The stock was Palantir. None of it felt like a mistake when I was doing it.
That one mistake taught me more about investing than any video or course ever did.
And it’s just one of seven traps I fell into as a beginner before I even realized it.
Here are the seven traps I wish I saw earlier.
1. Waiting too long to invest
There is always a reason to wait.
The market feels too high. The economy feels uncertain. You tell yourself you’ll start when things settle down.
That’s exactly what I did. I kept thinking I just needed a better entry. A “safer” moment.
But that moment never came the way I expected. And while I was waiting, the market kept moving.
That’s the part I didn’t fully understand back then. Because every month you sit on the sidelines is a month compounding isn’t working for you.
A dollar invested at 22 is worth significantly more than a dollar invested at 32. That difference isn’t motivation. It’s math.
Looking back, I didn’t lose money here.
I lost time. And that’s the one thing you don’t get back.
And honestly, almost all of the advice here comes back to the same thing: start now.
Pick a simple amount and invest it this week even if it’s small. Then automate it so you don’t have to rely on motivation.
Most people avoid this step because it’s uncomfortable. But the number doesn’t get smaller because you ignore it. It just gets more expensive.
Also pull your credit report, there is a real chance something is on there you forgot about.
2. Being too scared of all-time highs
When the market is at an all-time high, most people assume a crash is coming and wait for a dip.
That’s what I did. I kept waiting for a “better” entry while the market kept moving higher.
The S&P 500 has finished the year positive roughly 73% of the time since 1928, according to historical market data going back nearly 100 years.
If you only invest when prices feel low, you’ll spend most of your time on the sidelines.
What worked for me was shifting from trying to time entries to just staying consistent.
The strategy that works is simple: Dollar cost averaging.
Set a fixed amount to invest every month and stick to it regardless of whether the market feels high or low. Stop trying to predict.
3. Letting emotions control decisions
I’ve done this more times as a beginner.
I’d buy stock. It goes up and I feel great.

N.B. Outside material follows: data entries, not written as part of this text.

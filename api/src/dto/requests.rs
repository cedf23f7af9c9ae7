use crate::{
    models::{NewNote, NoteChanges},
    validation::{NotePayload, Presence, validate_content, validate_title},
};
use serde::Serialize;
use validator::Validate;

/// Fields of a note body after the JSON shape has been checked.
///
/// Both request variants are validated through this struct; a `None`
/// field is simply not checked.
#[derive(Debug, Default, Validate)]
pub struct NoteFields {
    #[validate(custom(function = "validate_title"))]
    pub title: Option<String>,
    #[validate(custom(function = "validate_content"))]
    pub content: Option<String>,
}

/// POST /notes
#[derive(Debug, Clone, Serialize)]
pub struct CreateNoteRequest {
    pub title: String,
    pub content: String,
}

impl NotePayload for CreateNoteRequest {
    const PRESENCE: Presence = Presence::Required;

    fn from_fields(fields: NoteFields) -> Option<Self> {
        Some(Self {
            title: fields.title?,
            content: fields.content?,
        })
    }
}

impl From<CreateNoteRequest> for NewNote {
    fn from(request: CreateNoteRequest) -> Self {
        Self {
            title: request.title,
            content: request.content,
        }
    }
}

/// PATCH /notes/{id}
#[derive(Debug, Clone, Default, Serialize)]
pub struct UpdateNoteRequest {
    #[serde(skip_serializing_if = "Option::is_none")]
    pub title: Option<String>,
    #[serde(skip_serializing_if = "Option::is_none")]
    pub content: Option<String>,
}

impl NotePayload for UpdateNoteRequest {
    const PRESENCE: Presence = Presence::Optional;

    fn from_fields(fields: NoteFields) -> Option<Self> {
        Some(Self {
            title: fields.title,
            content: fields.content,
        })
    }
}

impl From<UpdateNoteRequest> for NoteChanges {
    fn from(request: UpdateNoteRequest) -> Self {
        Self {
            title: request.title,
            content: request.content,
        }
    }
}
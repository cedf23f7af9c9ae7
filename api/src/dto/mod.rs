mod requests;
mod responses;

pub use requests::{CreateNoteRequest, NoteFields, UpdateNoteRequest};
pub use responses::{ErrorResponse, HealthResponse};
use crate::{config::Config, repository::RepoError};
use sqlx::{
    SqlitePool,
    sqlite::{SqliteConnectOptions, SqlitePoolOptions},
};
use std::str::FromStr;
use tracing::info;

/// Open the pool described by `config` and bring the schema up to date.
pub async fn connect(config: &Config) -> Result<SqlitePool, RepoError> {
    let options = SqliteConnectOptions::from_str(&config.database_url)?.create_if_missing(true);

    // Every connection to an in-memory database gets its own private copy,
    // so those pools are pinned to a single long-lived connection.
    let pool = if is_in_memory(&config.database_url) {
        single_connection().connect_with(options).await?
    } else {
        SqlitePoolOptions::new()
            .max_connections(config.max_connections)
            .idle_timeout(config.idle_timeout)
            .connect_with(options)
            .await?
    };

    migrate(&pool).await?;
    info!(
        max_connections = config.max_connections,
        idle_timeout_secs = config.idle_timeout.as_secs(),
        "Database pool ready"
    );
    Ok(pool)
}

/// Fresh private database, mostly for tests.
pub async fn connect_in_memory() -> Result<SqlitePool, RepoError> {
    let options = SqliteConnectOptions::from_str("sqlite::memory:")?;
    let pool = single_connection().connect_with(options).await?;
    migrate(&pool).await?;
    Ok(pool)
}

pub async fn migrate(pool: &SqlitePool) -> Result<(), RepoError> {
    sqlx::migrate!("./migrations").run(pool).await?;
    Ok(())
}

fn single_connection() -> SqlitePoolOptions {
    SqlitePoolOptions::new()
        .min_connections(1)
        .max_connections(1)
        .idle_timeout(None)
        .max_lifetime(None)
}

fn is_in_memory(url: &str) -> bool {
    url.contains(":memory:") || url.contains("mode=memory")
}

Then it drops 20% and people online start calling it dead. So I sell to “cut my losses.”
Then it recovers. Then it goes higher than where I bought it.
What I realized: It is what happens when emotion replaces a plan.
Panic selling
Overreacting to headlines
Buying because something is going up fast
Investing is 80% psychology and 20% knowledge. You can know exactly what to do and still lose money if you cannot control how you feel when things get uncomfortable.
Before buying anything ask yourself: if this dropped 30% tomorrow would I buy more or would I sell? If your honest answer is to sell, you probably should not buy it in the first place.
4. Chasing hype instead of understanding
I’d see someone turn $500 into $50,000 on a stock I’d never heard of.
It was everywhere. My feed. My friends. Everyone is talking about it.
And I’d feel like I was missing out. So I’d jump in.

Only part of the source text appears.